It is my firm conviction that the strong-willed child usually possesses more creative potential and strength
of character than his compliant siblings, provided his parents can help him channel his impulses and gain control of his rampaging will,” Dr. James Dobson, The Strong Willed Child.
If that caption gives you hope it should as it supports the notion that all children—all people—have a unique gift that only needs to be developed through knowledge, nurturing experiences and maturity. We have strengths and the challenge is helping our children find and nurture them instead of focusing on any apparent weaknesses.
Strong willed children tend to question more than others. They won’t accept limitations readily and they believe strongly in their opinions. These actually sound like positive traits. The challenge is that in a young person who has yet to learn and mature such traits can manifest in ways that are truly frustrating for parents. Saying “no” is often the beginning of war of wills. This describes my oldest son perfectly. He is JUST like me….strongly opinionated, energized by debate, and always wanting the last word.
I am generally a “yes” parent. We don’t have boatloads of arbitrary rules and if I possibly can I always try to say yes. But when I do have to say no my son knows how to push my buttons.
“You are not meeting my needs….and this makes me upset with you.”
“You are not treating me with respect.”
“You are not treating me the way YOU want to be treated.”
Yes, he has a tendency to be dramatic. I give him props for trying to turn my own words around on me even if they are skewed to try and change a situation he doesn’t like.
Denying a strong willed child is difficult but so important if necessary in a given situation. How a parent says no is the important part. It takes patience, control and consistency to get through to a strong-willed child. They need you to know that you’ve listened and considered their view point. They also need explanations. While time consuming, these are all valid requests. The hard part is when your decision is still the safest and the most correct decision given the circumstances and it is contrary to what your child wants to do. As a parent you have to be firm but loving in your decision but it is important they they feel heard and valued all the same. Listening and redirecting works wonders for my son.
Try to explain things in terms of outcomes—especially those outcomes that have direct impact on your child.
Let’s say your 5-year old child is screaming at the top of her lungs in the middle of the department store. She wants to go to the toy department “NOW!”
Here’s a suggested reply: “We can’t go to the toy store now Cindy because we have to go home to prepare dinner. Remember after dinner you and I are going to make strawberries topped with whip cream for desert – your favorite treat!”
Discussing options in this article is really the easy part. The difficulty is having the patience and frame of mind to explain in a calm, loving but very firm way that your decision is best for everyone, including your strong-willed child. It also means that when it isn’t best, but perhaps just something you are being a stickler about, you can and should change your mind and say yes. Don’t be afraid to say you made a mistake.
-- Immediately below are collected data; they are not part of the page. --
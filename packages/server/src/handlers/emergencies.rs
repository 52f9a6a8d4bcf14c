//! Handlers for the emergency CRUD and assignment endpoints.

use actix_web::{HttpResponse, web};
use dispatch_coordination::CoordinationError;
use dispatch_coordination::assignment;
use dispatch_coordination::lifecycle::{self, EmergencyPatch, NewEmergency};
use dispatch_database::emergencies;
use dispatch_server_models::{
    ApiEmergency, AssignResourcesRequest, Confirmation, EmergencyConfirmation,
};

use super::{error_response, parse_id, storage_error_response};
use crate::AppState;

/// `GET /api/emergencies`
///
/// Lists all emergencies, each joined with its incident-site location.
pub async fn list(state: web::Data<AppState>) -> HttpResponse {
    match emergencies::list_with_location(state.db.as_ref()).await {
        Ok(rows) => {
            let emergencies: Vec<ApiEmergency> = rows
                .into_iter()
                .map(|row| ApiEmergency::from_parts(row.emergency, row.location))
                .collect();
            HttpResponse::Ok().json(emergencies)
        }
        Err(e) => storage_error_response("List emergencies", &e),
    }
}

/// `POST /api/emergencies`
///
/// Creates an emergency with its owned location and address records.
pub async fn create(state: web::Data<AppState>, body: web::Json<NewEmergency>) -> HttpResponse {
    match lifecycle::create_emergency(state.db.as_ref(), &body.into_inner()).await {
        Ok(emergency_id) => HttpResponse::Created().json(EmergencyConfirmation {
            message: "Emergency Created".to_string(),
            emergency_id,
        }),
        Err(e) => error_response("Create emergency", &e),
    }
}

/// `GET /api/emergencies/{emergency_id}`
pub async fn get_one(state: web::Data<AppState>, path: web::Path<String>) -> HttpResponse {
    let emergency_id = match parse_id(&path) {
        Ok(id) => id,
        Err(resp) => return resp,
    };

    match emergencies::get(state.db.as_ref(), emergency_id).await {
        Ok(Some(emergency)) => HttpResponse::Ok().json(ApiEmergency::from(emergency)),
        Ok(None) => error_response(
            "Read emergency",
            &CoordinationError::EmergencyNotFound(emergency_id),
        ),
        Err(e) => storage_error_response("Read emergency", &e),
    }
}

/// `PATCH /api/emergencies/{emergency_id}`
///
/// Partial update. Setting the status to `Solved` tears down QoS for
/// every linked resource after the update commits.
pub async fn update(
    state: web::Data<AppState>,
    path: web::Path<String>,
    body: web::Json<EmergencyPatch>,
) -> HttpResponse {
    let emergency_id = match parse_id(&path) {
        Ok(id) => id,
        Err(resp) => return resp,
    };

    match lifecycle::update_emergency(
        state.db.as_ref(),
        state.qos.as_ref(),
        emergency_id,
        &body.into_inner(),
    )
    .await
    {
        Ok(emergency_id) => HttpResponse::Ok().json(EmergencyConfirmation {
            message: "Emergency Updated".to_string(),
            emergency_id,
        }),
        Err(e) => error_response("Update emergency", &e),
    }
}

/// `DELETE /api/emergencies/{emergency_id}`
///
/// Deletes the emergency together with its assignment link rows.
pub async fn delete(state: web::Data<AppState>, path: web::Path<String>) -> HttpResponse {
    let emergency_id = match parse_id(&path) {
        Ok(id) => id,
        Err(resp) => return resp,
    };

    match lifecycle::delete_emergency(state.db.as_ref(), emergency_id).await {
        Ok(()) => HttpResponse::Ok().json(Confirmation {
            message: "Emergency Deleted".to_string(),
        }),
        Err(e) => error_response("Delete emergency", &e),
    }
}

/// `POST /api/emergencies/{emergency_id}/assign`
///
/// Replaces the emergency's assigned resource set wholesale.
pub async fn assign(
    state: web::Data<AppState>,
    path: web::Path<String>,
    body: web::Json<AssignResourcesRequest>,
) -> HttpResponse {
    let emergency_id = match parse_id(&path) {
        Ok(id) => id,
        Err(resp) => return resp,
    };

    match assignment::assign_resources(state.db.as_ref(), emergency_id, &body.resource_ids).await {
        Ok(_) => HttpResponse::Ok().json(EmergencyConfirmation {
            message: "Resources Assigned".to_string(),
            emergency_id,
        }),
        Err(e) => error_response("Assign resources", &e),
    }
}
This is tough for many parents because most of us were raised that children should be “controlled”. When parents say no there is no argument or debate…mom and dad have the final word and they can’t give in even a little bit. But I have opted for connection instead of coercion in our family. It is a partnership…not a dictatorship. I always ask myself “How would I feel if someone said or did this to me?” If I am not 100% okay with someone doing or saying that to me then I know I need to change tactics.
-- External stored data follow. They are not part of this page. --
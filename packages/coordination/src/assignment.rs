//! Transactional assignment of resources to emergencies.
//!
//! The assignment table is replaced wholesale on every call: the input
//! resource set becomes exactly the linked set, previously-linked
//! resources not retained are released to `Available`, and every
//! resource in the new set is marked `Busy`. The whole operation runs in
//! one transaction — a missing id or storage failure rolls everything
//! back.

use std::collections::BTreeSet;

use dispatch_database::{DbError, emergencies, links, resources};
use dispatch_emergency_models::ResourceStatus;
use switchy_database::Database;
use uuid::Uuid;

use crate::CoordinationError;

/// Replaces the set of resources assigned to an emergency.
///
/// Duplicate ids in the input collapse to one; first-seen order is
/// preserved in the returned set. An empty input is the valid
/// "unassign all" operation, not an error.
///
/// # Errors
///
/// Returns [`CoordinationError::EmergencyNotFound`] if the emergency
/// does not exist, [`CoordinationError::ResourceNotFound`] naming the
/// first missing resource id, or [`CoordinationError::Storage`] if the
/// transaction fails. In every error case no status or link change is
/// persisted.
pub async fn assign_resources(
    db: &dyn Database,
    emergency_id: Uuid,
    resource_ids: &[Uuid],
) -> Result<Vec<Uuid>, CoordinationError> {
    let requested = dedupe(resource_ids);

    let txn = db.begin_transaction().await.map_err(DbError::from)?;

    match apply(txn.as_ref(), emergency_id, &requested).await {
        Ok(()) => {
            txn.commit().await.map_err(DbError::from)?;
            Ok(requested)
        }
        Err(e) => {
            if let Err(rollback_err) = txn.rollback().await {
                log::error!(
                    "Failed to roll back assignment for emergency {emergency_id}: {rollback_err}"
                );
            }
            Err(e)
        }
    }
}

/// The in-transaction body of [`assign_resources`].
async fn apply(
    db: &dyn Database,
    emergency_id: Uuid,
    requested: &[Uuid],
) -> Result<(), CoordinationError> {
    if emergencies::get(db, emergency_id).await?.is_none() {
        return Err(CoordinationError::EmergencyNotFound(emergency_id));
    }

    // Verify the whole input before mutating anything so the error
    // names the offending id with no work to unwind.
    for &id in requested {
        if resources::get(db, id).await?.is_none() {
            return Err(CoordinationError::ResourceNotFound(id));
        }
    }

    let current = links::resource_ids_for_emergency(db, emergency_id).await?;
    let retained: BTreeSet<Uuid> = requested.iter().copied().collect();

    // Release resources dropped from the set. Retained ones are skipped
    // so they never pass through `Available`.
    for &id in &current {
        if !retained.contains(&id) {
            resources::update_status(db, id, ResourceStatus::Available).await?;
        }
    }

    for &id in requested {
        resources::update_status(db, id, ResourceStatus::Busy).await?;
    }

    links::delete_for_emergency(db, emergency_id).await?;
    for &id in requested {
        links::insert(db, emergency_id, id).await?;
    }

    Ok(())
}

/// Deletes a resource together with everything that references it.
///
/// Within one transaction, in order: every assignment link row for the
/// resource, every emergency `resource_id` pointer, every emergency
/// `destination_id` pointer, then the resource row itself.
///
/// # Errors
///
/// Returns [`CoordinationError::ResourceNotFound`] if the resource does
/// not exist, or [`CoordinationError::Storage`] if the transaction
/// fails (nothing is deleted in that case).
pub async fn delete_resource(
    db: &dyn Database,
    resource_id: Uuid,
) -> Result<(), CoordinationError> {
    let txn = db.begin_transaction().await.map_err(DbError::from)?;

    match apply_delete(txn.as_ref(), resource_id).await {
        Ok(()) => {
            txn.commit().await.map_err(DbError::from)?;
            Ok(())
        }
        Err(e) => {
            if let Err(rollback_err) = txn.rollback().await {
                log::error!(
                    "Failed to roll back deletion of resource {resource_id}: {rollback_err}"
                );
            }
            Err(e)
        }
    }
}

/// The in-transaction body of [`delete_resource`].
async fn apply_delete(db: &dyn Database, resource_id: Uuid) -> Result<(), CoordinationError> {
    if resources::get(db, resource_id).await?.is_none() {
        return Err(CoordinationError::ResourceNotFound(resource_id));
    }

    links::delete_for_resource(db, resource_id).await?;
    emergencies::clear_resource_pointer(db, resource_id).await?;
    emergencies::clear_destination_pointer(db, resource_id).await?;
    resources::delete(db, resource_id).await?;

    Ok(())
}

/// Collapses duplicates while preserving first-seen order.
fn dedupe(ids: &[Uuid]) -> Vec<Uuid> {
    let mut seen = BTreeSet::new();
    ids.iter()
        .copied()
        .filter(|id| seen.insert(*id))
        .collect()
}

#[cfg(test)]
mod tests {
    use dispatch_emergency_models::{
        Emergency, EmergencyStatus, EmergencyType, Priority, Resource, ResourceStatus,
        ResourceType,
    };
    use switchy_database::Database;

    use super::*;

    async fn test_db() -> Box<dyn Database> {
        let db = dispatch_database::db::open_sqlite(None).expect("Failed to open SQLite");
        dispatch_database::schema::ensure_schema(db.as_ref())
            .await
            .expect("Failed to ensure schema");
        db
    }

    async fn insert_emergency(db: &dyn Database) -> Uuid {
        let emergency = Emergency {
            id: Uuid::new_v4(),
            name: "Apartment fire".to_string(),
            description: "Third floor, smoke visible".to_string(),
            emergency_type: EmergencyType::Fire,
            priority: Priority::Critical,
            status: EmergencyStatus::Active,
            location_emergency: None,
            address_emergency: None,
            resource_id: None,
            location_resource: None,
            address_resource: None,
            destination_id: None,
            location_destination: None,
            address_destination: None,
            name_contact: None,
            telephone_contact: None,
            id_contact: None,
            time_created: dispatch_database::now_rfc3339(),
            time_updated: None,
        };
        emergencies::insert(db, &emergency).await.unwrap();
        emergency.id
    }

    async fn insert_resource(db: &dyn Database, status: ResourceStatus) -> Uuid {
        let resource = Resource {
            id: Uuid::new_v4(),
            name: "Unit".to_string(),
            resource_type: ResourceType::Firetruck,
            status,
            actual_location: None,
            actual_address: None,
            normal_location: None,
            normal_address: None,
            responsible: None,
            telephone: None,
            email: None,
            time_created: dispatch_database::now_rfc3339(),
            time_updated: None,
        };
        resources::insert(db, &resource).await.unwrap();
        resource.id
    }

    async fn status_of(db: &dyn Database, id: Uuid) -> ResourceStatus {
        resources::get(db, id).await.unwrap().unwrap().status
    }

    async fn linked(db: &dyn Database, emergency_id: Uuid) -> Vec<Uuid> {
        links::resource_ids_for_emergency(db, emergency_id)
            .await
            .unwrap()
    }

    #[tokio::test]
    async fn assignment_replaces_link_set_and_busies_resources() {
        let db = test_db().await;
        let db = db.as_ref();

        let emergency = insert_emergency(db).await;
        let a = insert_resource(db, ResourceStatus::Available).await;
        let b = insert_resource(db, ResourceStatus::Available).await;

        let assigned = assign_resources(db, emergency, &[a, b]).await.unwrap();
        assert_eq!(assigned, vec![a, b]);

        let mut expected = vec![a, b];
        expected.sort();
        assert_eq!(linked(db, emergency).await, expected);
        assert_eq!(status_of(db, a).await, ResourceStatus::Busy);
        assert_eq!(status_of(db, b).await, ResourceStatus::Busy);

        // Narrowing to just A releases B and keeps A busy
        assign_resources(db, emergency, &[a]).await.unwrap();
        assert_eq!(linked(db, emergency).await, vec![a]);
        assert_eq!(status_of(db, a).await, ResourceStatus::Busy);
        assert_eq!(status_of(db, b).await, ResourceStatus::Available);
    }

    #[tokio::test]
    async fn assignment_is_idempotent() {
        let db = test_db().await;
        let db = db.as_ref();

        let emergency = insert_emergency(db).await;
        let a = insert_resource(db, ResourceStatus::Available).await;
        let b = insert_resource(db, ResourceStatus::Available).await;

        assign_resources(db, emergency, &[a, b]).await.unwrap();
        let links_first = linked(db, emergency).await;

        assign_resources(db, emergency, &[a, b]).await.unwrap();
        assert_eq!(linked(db, emergency).await, links_first);
        assert_eq!(status_of(db, a).await, ResourceStatus::Busy);
        assert_eq!(status_of(db, b).await, ResourceStatus::Busy);
    }

    #[tokio::test]
    async fn duplicate_input_ids_collapse_to_a_set() {
        let db = test_db().await;
        let db = db.as_ref();

        let emergency = insert_emergency(db).await;
        let a = insert_resource(db, ResourceStatus::Available).await;

        let assigned = assign_resources(db, emergency, &[a, a, a]).await.unwrap();
        assert_eq!(assigned, vec![a]);
        assert_eq!(linked(db, emergency).await, vec![a]);
    }

    #[tokio::test]
    async fn empty_input_unassigns_everything() {
        let db = test_db().await;
        let db = db.as_ref();

        let emergency = insert_emergency(db).await;
        let a = insert_resource(db, ResourceStatus::Available).await;
        let b = insert_resource(db, ResourceStatus::Available).await;
        assign_resources(db, emergency, &[a, b]).await.unwrap();

        let assigned = assign_resources(db, emergency, &[]).await.unwrap();
        assert!(assigned.is_empty());
        assert!(linked(db, emergency).await.is_empty());
        assert_eq!(status_of(db, a).await, ResourceStatus::Available);
        assert_eq!(status_of(db, b).await, ResourceStatus::Available);
    }

    #[tokio::test]
    async fn missing_resource_rolls_back_completely() {
        let db = test_db().await;
        let db = db.as_ref();

        let emergency = insert_emergency(db).await;
        let a = insert_resource(db, ResourceStatus::Available).await;
        assign_resources(db, emergency, &[a]).await.unwrap();

        let ghost = Uuid::new_v4();
        let err = assign_resources(db, emergency, &[ghost])
            .await
            .unwrap_err();
        assert!(matches!(
            err,
            CoordinationError::ResourceNotFound(id) if id == ghost
        ));

        // Prior links and statuses are untouched
        assert_eq!(linked(db, emergency).await, vec![a]);
        assert_eq!(status_of(db, a).await, ResourceStatus::Busy);
    }

    #[tokio::test]
    async fn missing_emergency_is_not_found() {
        let db = test_db().await;
        let db = db.as_ref();

        let a = insert_resource(db, ResourceStatus::Available).await;
        let ghost = Uuid::new_v4();

        let err = assign_resources(db, ghost, &[a]).await.unwrap_err();
        assert!(matches!(
            err,
            CoordinationError::EmergencyNotFound(id) if id == ghost
        ));
        assert_eq!(status_of(db, a).await, ResourceStatus::Available);
    }

    #[tokio::test]
    async fn delete_resource_cascades_links_and_pointers() {
        let db = test_db().await;
        let db = db.as_ref();

        let e1 = insert_emergency(db).await;
        let e2 = insert_emergency(db).await;
        let r = insert_resource(db, ResourceStatus::Available).await;

        assign_resources(db, e1, &[r]).await.unwrap();
        assign_resources(db, e2, &[r]).await.unwrap();

        // Point the legacy pointers at the doomed resource too
        let mut em1 = emergencies::get(db, e1).await.unwrap().unwrap();
        em1.resource_id = Some(r);
        emergencies::update(db, &em1).await.unwrap();
        let mut em2 = emergencies::get(db, e2).await.unwrap().unwrap();
        em2.destination_id = Some(r);
        emergencies::update(db, &em2).await.unwrap();

        delete_resource(db, r).await.unwrap();

        assert!(resources::get(db, r).await.unwrap().is_none());
        assert!(linked(db, e1).await.is_empty());
        assert!(linked(db, e2).await.is_empty());
        assert!(
            emergencies::get(db, e1)
                .await
                .unwrap()
                .unwrap()
                .resource_id
                .is_none()
        );
        assert!(
            emergencies::get(db, e2)
                .await
                .unwrap()
                .unwrap()
                .destination_id
                .is_none()
        );
    }

    #[tokio::test]
    async fn delete_missing_resource_is_not_found() {
        let db = test_db().await;
        let db = db.as_ref();

        let ghost = Uuid::new_v4();
        let err = delete_resource(db, ghost).await.unwrap_err();
        assert!(matches!(
            err,
            CoordinationError::ResourceNotFound(id) if id == ghost
        ));
    }
}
It isn’t easy raising a strong-willed child but how gratifying for you and also your child to know that regardless of the disagreements the love is always there and unconditional. It is important to remember that we can’t teach children to behave better by making them feel worse. They will behave better when they feel better.
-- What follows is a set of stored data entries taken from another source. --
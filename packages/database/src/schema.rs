//! Schema bootstrap.
//!
//! Creates all tables if they don't already exist. The DDL is written to
//! the SQL subset both Postgres and `SQLite` accept, so the same
//! bootstrap serves production and the in-memory test databases.

use switchy_database::Database;

use crate::DbError;

/// Creates all tables and indexes if they don't already exist.
///
/// # Errors
///
/// Returns [`DbError`] if any statement fails.
pub async fn ensure_schema(db: &dyn Database) -> Result<(), DbError> {
    db.exec_raw(
        "CREATE TABLE IF NOT EXISTS locations (
            id            TEXT PRIMARY KEY,
            latitude      DOUBLE PRECISION,
            longitude     DOUBLE PRECISION,
            accuracy      DOUBLE PRECISION,
            speed         DOUBLE PRECISION,
            heading       DOUBLE PRECISION,
            time_created  TEXT NOT NULL,
            time_updated  TEXT
        )",
    )
    .await?;

    db.exec_raw(
        "CREATE TABLE IF NOT EXISTS addresses (
            id              TEXT PRIMARY KEY,
            street_number   TEXT,
            street_name     TEXT,
            neighborhood    TEXT,
            city            TEXT,
            state           TEXT,
            postal_code     TEXT,
            country         TEXT,
            country_code    TEXT,
            latitude        DOUBLE PRECISION,
            longitude       DOUBLE PRECISION,
            address_line_1  TEXT,
            time_created    TEXT NOT NULL,
            time_updated    TEXT
        )",
    )
    .await?;

    db.exec_raw(
        "CREATE TABLE IF NOT EXISTS resources (
            id               TEXT PRIMARY KEY,
            name             TEXT NOT NULL,
            resource_type    TEXT NOT NULL,
            status           TEXT NOT NULL,
            actual_location  TEXT REFERENCES locations(id),
            actual_address   TEXT REFERENCES addresses(id),
            normal_location  TEXT REFERENCES locations(id),
            normal_address   TEXT REFERENCES addresses(id),
            responsible      TEXT,
            telephone        TEXT,
            email            TEXT,
            time_created     TEXT NOT NULL,
            time_updated     TEXT
        )",
    )
    .await?;

    db.exec_raw(
        "CREATE TABLE IF NOT EXISTS emergencies (
            id                    TEXT PRIMARY KEY,
            name                  TEXT NOT NULL,
            description           TEXT NOT NULL,
            emergency_type        TEXT NOT NULL,
            priority              TEXT NOT NULL,
            status                TEXT NOT NULL,
            location_emergency    TEXT REFERENCES locations(id),
            address_emergency     TEXT REFERENCES addresses(id),
            resource_id           TEXT REFERENCES resources(id),
            location_resource     TEXT REFERENCES locations(id),
            address_resource      TEXT REFERENCES addresses(id),
            destination_id        TEXT REFERENCES resources(id),
            location_destination  TEXT REFERENCES locations(id),
            address_destination   TEXT REFERENCES addresses(id),
            name_contact          TEXT,
            telephone_contact     TEXT,
            id_contact            TEXT,
            time_created          TEXT NOT NULL,
            time_updated          TEXT
        )",
    )
    .await?;

    db.exec_raw(
        "CREATE TABLE IF NOT EXISTS emergency_resource_links (
            emergency_id  TEXT NOT NULL REFERENCES emergencies(id),
            resource_id   TEXT NOT NULL REFERENCES resources(id),
            PRIMARY KEY (emergency_id, resource_id)
        )",
    )
    .await?;

    db.exec_raw(
        "CREATE INDEX IF NOT EXISTS idx_links_resource
         ON emergency_resource_links (resource_id)",
    )
    .await?;

    db.exec_raw(
        "CREATE INDEX IF NOT EXISTS idx_emergencies_status
         ON emergencies (status)",
    )
    .await?;

    log::info!("Database schema ensured");

    Ok(())
}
If someone told me I was I was a lazy bump on a log would I feel motivated and energized to help around the house? Uh…no.
Lastly, we also need to realize that children only imitate what they see.
“Children have never been very good at listening to their elders, buy they have never failed to imitate them. – James Baldwin
I know full well where my son gets his strong willed personality. ME! And my husband reminds me of that fact every day. ;) I just have to get creative when meeting his needs and hope that I get a break with my other two, LOL. If he has anything like my drive and ambition then look out everyone!
Some books in my own parenting library that I LOVE that you might like:
Connection Parenting – Parenting through Connection Instead of Coercion, Through Love Instead of Fear by Pam Leo This is a workbook too!
Unconditional Parenting by Alfie Kohn
Raising Our Children Raising Ourselves by Naomi Aldort
Raising Children Compassionately – Parenting the Nonviolent Communication Way by Marshall B . Rosenberg Ph.D. This is a really small book and you could read it in under and hour.
Your Child’s Strengths by Jenifer Fox
So tell me about your own struggles with strong willed children. What works or doesn’t work for you?